PROBLEM TO WORK ON: Take each line from the entries that holds "Unavailable" and copy it out.

Stored data entries:
_ _ _ _ _ _ _

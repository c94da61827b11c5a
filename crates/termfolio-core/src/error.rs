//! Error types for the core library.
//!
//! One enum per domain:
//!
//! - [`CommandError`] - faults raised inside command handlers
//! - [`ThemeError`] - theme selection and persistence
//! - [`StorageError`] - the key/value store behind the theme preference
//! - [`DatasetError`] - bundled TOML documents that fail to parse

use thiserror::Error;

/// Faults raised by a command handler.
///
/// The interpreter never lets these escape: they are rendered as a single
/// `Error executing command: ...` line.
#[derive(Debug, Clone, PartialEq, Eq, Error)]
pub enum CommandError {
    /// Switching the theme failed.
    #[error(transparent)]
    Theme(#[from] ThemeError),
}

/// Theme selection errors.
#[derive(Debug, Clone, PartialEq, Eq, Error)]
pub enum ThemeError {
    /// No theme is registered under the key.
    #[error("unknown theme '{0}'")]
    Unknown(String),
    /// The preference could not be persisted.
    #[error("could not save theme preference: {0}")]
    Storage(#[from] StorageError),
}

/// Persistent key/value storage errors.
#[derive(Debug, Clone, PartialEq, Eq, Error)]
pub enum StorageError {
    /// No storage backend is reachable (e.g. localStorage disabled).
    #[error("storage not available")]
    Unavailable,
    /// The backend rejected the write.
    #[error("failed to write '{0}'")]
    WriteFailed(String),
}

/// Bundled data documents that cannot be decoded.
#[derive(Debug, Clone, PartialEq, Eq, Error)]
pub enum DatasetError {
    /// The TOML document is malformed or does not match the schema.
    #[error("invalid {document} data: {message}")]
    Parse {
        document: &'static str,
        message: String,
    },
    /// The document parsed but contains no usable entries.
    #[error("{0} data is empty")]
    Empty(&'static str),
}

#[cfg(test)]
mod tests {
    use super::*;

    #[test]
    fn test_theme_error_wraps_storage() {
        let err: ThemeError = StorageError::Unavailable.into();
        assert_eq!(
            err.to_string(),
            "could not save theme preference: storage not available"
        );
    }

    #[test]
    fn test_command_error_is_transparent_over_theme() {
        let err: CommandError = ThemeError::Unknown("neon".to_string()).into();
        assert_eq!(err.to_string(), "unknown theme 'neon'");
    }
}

_ _ _ _ _ _ _

RESULT FOR THIS EXERCISE:
    Unavailable,
        let err: ThemeError = StorageError::Unavailable.into();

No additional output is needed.